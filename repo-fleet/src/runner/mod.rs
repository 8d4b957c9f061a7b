//! Orchestrates the fleet commands.

mod error;

pub use error::RunnerError;

use crate::analyze::{analyze_failures, FailureAnalysis, QueryLimits};
use crate::config::FleetConfig;
use crate::discovery::{discover_sorted, Repository};
use crate::drift::detect_drift;
use crate::forge::{list_organization, Forge, GitHubForge};
use crate::pages::{audit_pages, PagesAudit};
use crate::schedule::{CancelFlag, RepoLocks, Schedule, Scheduler};
use crate::summary::FleetSummary;
use crate::sync::sync_repository;
use crate::vcs::{GitCli, VersionControl};
use std::sync::Arc;
use tokio::sync::OnceCell;
use tracing::{info, warn};

/// Runs fleet commands against one configuration.
pub struct Runner {
    config: FleetConfig,
    vcs: Arc<dyn VersionControl>,
    /// Built on first use, so local commands never need an HTTP client.
    forge: OnceCell<Arc<dyn Forge>>,
    scheduler: Scheduler,
    locks: RepoLocks,
}

impl Runner {
    /// Builds a runner using the `git` executable and the GitHub API.
    ///
    /// The GitHub client is only built when `analyze` or `pages` first
    /// needs it.
    pub fn new(config: FleetConfig, parallel: bool, cancel: CancelFlag) -> Self {
        let vcs = Arc::new(GitCli::new(config.timeout()));
        Self::build(config, vcs, OnceCell::new(), parallel, cancel)
    }

    /// Builds a runner around existing capability implementations.
    pub fn with_clients(
        config: FleetConfig,
        vcs: Arc<dyn VersionControl>,
        forge: Arc<dyn Forge>,
        parallel: bool,
        cancel: CancelFlag,
    ) -> Self {
        Self::build(config, vcs, OnceCell::new_with(Some(forge)), parallel, cancel)
    }

    fn build(
        config: FleetConfig,
        vcs: Arc<dyn VersionControl>,
        forge: OnceCell<Arc<dyn Forge>>,
        parallel: bool,
        cancel: CancelFlag,
    ) -> Self {
        let schedule = Schedule::from_flag(parallel, config.workers());
        Self {
            config,
            vcs,
            forge,
            scheduler: Scheduler::new(schedule, cancel),
            locks: RepoLocks::new(),
        }
    }

    /// Returns the active configuration.
    pub fn config(&self) -> &FleetConfig {
        &self.config
    }

    /// Fetches and integrates every repository under the root.
    ///
    /// # Errors
    ///
    /// Returns [`RunnerError::Discovery`] if the root cannot be scanned.
    pub async fn sync(&self, dry_run: bool) -> Result<FleetSummary, RunnerError> {
        let repositories = self.discover()?;
        info!(
            count = repositories.len(),
            dry_run,
            schedule = ?self.scheduler.schedule(),
            "Syncing fleet"
        );

        let vcs = self.vcs.as_ref();
        let locks = &self.locks;
        let batch = self
            .scheduler
            .run(repositories, move |repository: Repository| async move {
                let _guard = locks.lock(&repository.path).await;
                sync_repository(vcs, &repository, dry_run).await
            })
            .await;

        let mut summary = FleetSummary::new(dry_run);
        for outcome in batch.completed {
            summary.record_sync(outcome);
        }
        summary.abandoned = batch.abandoned;

        info!(
            synced = summary.synced,
            failed = summary.failed,
            skipped = summary.skipped,
            cancelled = summary.abandoned,
            "Sync complete"
        );
        Ok(summary)
    }

    /// Reports working-tree changes of every repository under the root.
    ///
    /// # Errors
    ///
    /// Returns [`RunnerError::Discovery`] if the root cannot be scanned.
    pub async fn check(&self) -> Result<FleetSummary, RunnerError> {
        let repositories = self.discover()?;
        info!(count = repositories.len(), "Checking fleet for drift");

        let vcs = self.vcs.as_ref();
        let batch = self
            .scheduler
            .run(repositories, move |repository: Repository| async move {
                detect_drift(vcs, &repository).await
            })
            .await;

        let mut summary = FleetSummary::new(false);
        for status in batch.completed {
            summary.record_drift(status);
        }
        summary.abandoned = batch.abandoned;

        if summary.indeterminate > 0 {
            warn!(
                count = summary.indeterminate,
                "Some repositories could not be queried and were counted as clean"
            );
        }
        info!(
            drifted = summary.drifted,
            checked = summary.checked(),
            "Check complete"
        );
        Ok(summary)
    }

    /// Tallies recent workflow failures across the organization.
    ///
    /// # Errors
    ///
    /// Returns [`RunnerError::MissingOrg`] without an organization,
    /// [`RunnerError::Forge`] if the GitHub client cannot be built and
    /// [`RunnerError::Listing`] if its repositories cannot be listed.
    pub async fn analyze(&self, filter: Option<&str>) -> Result<FailureAnalysis, RunnerError> {
        let org = self.org()?;
        let limits = QueryLimits {
            run_window: self.config.run_window(),
            page_size: self.config.page_size(),
        };

        let forge = self.forge().await?;
        let analysis = analyze_failures(
            forge,
            &self.scheduler,
            org,
            self.config.categories(),
            filter,
            limits,
        )
        .await?;

        info!(
            org,
            repositories = analysis.repositories,
            categories = analysis.categories.len(),
            "Analysis complete"
        );
        Ok(analysis)
    }

    /// Finds repositories whose Pages workflow has no Pages site behind it.
    ///
    /// # Errors
    ///
    /// Returns [`RunnerError::MissingOrg`] without an organization,
    /// [`RunnerError::Forge`] if the GitHub client cannot be built and
    /// [`RunnerError::Listing`] if its repositories cannot be listed.
    pub async fn pages(&self) -> Result<PagesAudit, RunnerError> {
        let org = self.org()?;
        let forge = self.forge().await?;
        let repositories = list_organization(forge, org, self.config.page_size()).await?;

        let audit = audit_pages(
            forge,
            &self.scheduler,
            org,
            repositories,
            self.config.pages_workflow(),
        )
        .await;

        info!(
            org,
            audited = audit.exposures.len(),
            flagged = audit.flagged().count(),
            "Pages audit complete"
        );
        Ok(audit)
    }

    fn discover(&self) -> Result<Vec<Repository>, RunnerError> {
        Ok(discover_sorted(self.config.root())?)
    }

    fn org(&self) -> Result<&str, RunnerError> {
        self.config.org().ok_or(RunnerError::MissingOrg)
    }

    async fn forge(&self) -> Result<&dyn Forge, RunnerError> {
        let forge = self
            .forge
            .get_or_try_init(|| async {
                let forge: Arc<dyn Forge> = Arc::new(GitHubForge::new(&self.config)?);
                Ok::<_, RunnerError>(forge)
            })
            .await?;
        Ok(forge.as_ref())
    }
}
■ ■ ■ ■ ■ ■ ■
Action item: All of the records above are to be copied exactly.

Result of this exercise:
filename repo-fleet/src/runner/mod.rs
repository 8d4b957c9f061a7b
//! Orchestrates the fleet commands.

mod error;

pub use error::RunnerError;

use crate::analyze::{analyze_failures, FailureAnalysis, QueryLimits};
use crate::config::FleetConfig;
use crate::discovery::{discover_sorted, Repository};
use crate::drift::detect_drift;
use crate::forge::{list_organization, Forge, GitHubForge};
use crate::pages::{audit_pages, PagesAudit};
use crate::schedule::{CancelFlag, RepoLocks, Schedule, Scheduler};
use crate::summary::FleetSummary;
use crate::sync::sync_repository;
use crate::vcs::{GitCli, VersionControl};
use std::sync::Arc;
use tokio::sync::OnceCell;
use tracing::{info, warn};

/// Runs fleet commands against one configuration.
pub struct Runner {
    config: FleetConfig,
    vcs: Arc<dyn VersionControl>,
    /// Built on first use, so local commands never need an HTTP client.
    forge: OnceCell<Arc<dyn Forge>>,
    scheduler: Scheduler,
    locks: RepoLocks,
}

impl Runner {
    /// Builds a runner using the `git` executable and the GitHub API.
    ///
    /// The GitHub client is only built when `analyze` or `pages` first
    /// needs it.
    pub fn new(config: FleetConfig, parallel: bool, cancel: CancelFlag) -> Self {
        let vcs = Arc::new(GitCli::new(config.timeout()));
        Self::build(config, vcs, OnceCell::new(), parallel, cancel)
    }

    /// Builds a runner around existing capability implementations.
    pub fn with_clients(
        config: FleetConfig,
        vcs: Arc<dyn VersionControl>,
        forge: Arc<dyn Forge>,
        parallel: bool,
        cancel: CancelFlag,
    ) -> Self {
        Self::build(config, vcs, OnceCell::new_with(Some(forge)), parallel, cancel)
    }

    fn build(
        config: FleetConfig,
        vcs: Arc<dyn VersionControl>,
        forge: OnceCell<Arc<dyn Forge>>,
        parallel: bool,
        cancel: CancelFlag,
    ) -> Self {
        let schedule = Schedule::from_flag(parallel, config.workers());
        Self {
            config,
            vcs,
            forge,
            scheduler: Scheduler::new(schedule, cancel),
            locks: RepoLocks::new(),
        }
    }

    /// Returns the active configuration.
    pub fn config(&self) -> &FleetConfig {
        &self.config
    }

    /// Fetches and integrates every repository under the root.
    ///
    /// # Errors
    ///
    /// Returns [`RunnerError::Discovery`] if the root cannot be scanned.
    pub async fn sync(&self, dry_run: bool) -> Result<FleetSummary, RunnerError> {
        let repositories = self.discover()?;
        info!(
            count = repositories.len(),
            dry_run,
            schedule = ?self.scheduler.schedule(),
            "Syncing fleet"
        );

        let vcs = self.vcs.as_ref();
        let locks = &self.locks;
        let batch = self
            .scheduler
            .run(repositories, move |repository: Repository| async move {
                let _guard = locks.lock(&repository.path).await;
                sync_repository(vcs, &repository, dry_run).await
            })
            .await;

        let mut summary = FleetSummary::new(dry_run);
        for outcome in batch.completed {
            summary.record_sync(outcome);
        }
        summary.abandoned = batch.abandoned;

        info!(
            synced = summary.synced,
            failed = summary.failed,
            skipped = summary.skipped,
            cancelled = summary.abandoned,
            "Sync complete"
        );
        Ok(summary)
    }

    /// Reports working-tree changes of every repository under the root.
    ///
    /// # Errors
    ///
    /// Returns [`RunnerError::Discovery`] if the root cannot be scanned.
    pub async fn check(&self) -> Result<FleetSummary, RunnerError> {
        let repositories = self.discover()?;
        info!(count = repositories.len(), "Checking fleet for drift");

        let vcs = self.vcs.as_ref();
        let batch = self
            .scheduler
            .run(repositories, move |repository: Repository| async move {
                detect_drift(vcs, &repository).await
            })
            .await;

        let mut summary = FleetSummary::new(false);
        for status in batch.completed {
            summary.record_drift(status);
        }
        summary.abandoned = batch.abandoned;

        if summary.indeterminate > 0 {
            warn!(
                count = summary.indeterminate,
                "Some repositories could not be queried and were counted as clean"
            );
        }
        info!(
            drifted = summary.drifted,
            checked = summary.checked(),
            "Check complete"
        );
        Ok(summary)
    }

    /// Tallies recent workflow failures across the organization.
    ///
    /// # Errors
    ///
    /// Returns [`RunnerError::MissingOrg`] without an organization,
    /// [`RunnerError::Forge`] if the GitHub client cannot be built and
    /// [`RunnerError::Listing`] if its repositories cannot be listed.
    pub async fn analyze(&self, filter: Option<&str>) -> Result<FailureAnalysis, RunnerError> {
        let org = self.org()?;
        let limits = QueryLimits {
            run_window: self.config.run_window(),
            page_size: self.config.page_size(),
        };

        let forge = self.forge().await?;
        let analysis = analyze_failures(
            forge,
            &self.scheduler,
            org,
            self.config.categories(),
            filter,
            limits,
        )
        .await?;

        info!(
            org,
            repositories = analysis.repositories,
            categories = analysis.categories.len(),
            "Analysis complete"
        );
        Ok(analysis)
    }

    /// Finds repositories whose Pages workflow has no Pages site behind it.
    ///
    /// # Errors
    ///
    /// Returns [`RunnerError::MissingOrg`] without an organization,
    /// [`RunnerError::Forge`] if the GitHub client cannot be built and
    /// [`RunnerError::Listing`] if its repositories cannot be listed.
    pub async fn pages(&self) -> Result<PagesAudit, RunnerError> {
        let org = self.org()?;
        let forge = self.forge().await?;
        let repositories = list_organization(forge, org, self.config.page_size()).await?;

        let audit = audit_pages(
            forge,
            &self.scheduler,
            org,
            repositories,
            self.config.pages_workflow(),
        )
        .await;

        info!(
            org,
            audited = audit.exposures.len(),
            flagged = audit.flagged().count(),
            "Pages audit complete"
        );
        Ok(audit)
    }

    fn discover(&self) -> Result<Vec<Repository>, RunnerError> {
        Ok(discover_sorted(self.config.root())?)
    }

    fn org(&self) -> Result<&str, RunnerError> {
        self.config.org().ok_or(RunnerError::MissingOrg)
    }

    async fn forge(&self) -> Result<&dyn Forge, RunnerError> {
        let forge = self
            .forge
            .get_or_try_init(|| async {
                let forge: Arc<dyn Forge> = Arc::new(GitHubForge::new(&self.config)?);
                Ok::<_, RunnerError>(forge)
            })
            .await?;
        Ok(forge.as_ref())
    }
}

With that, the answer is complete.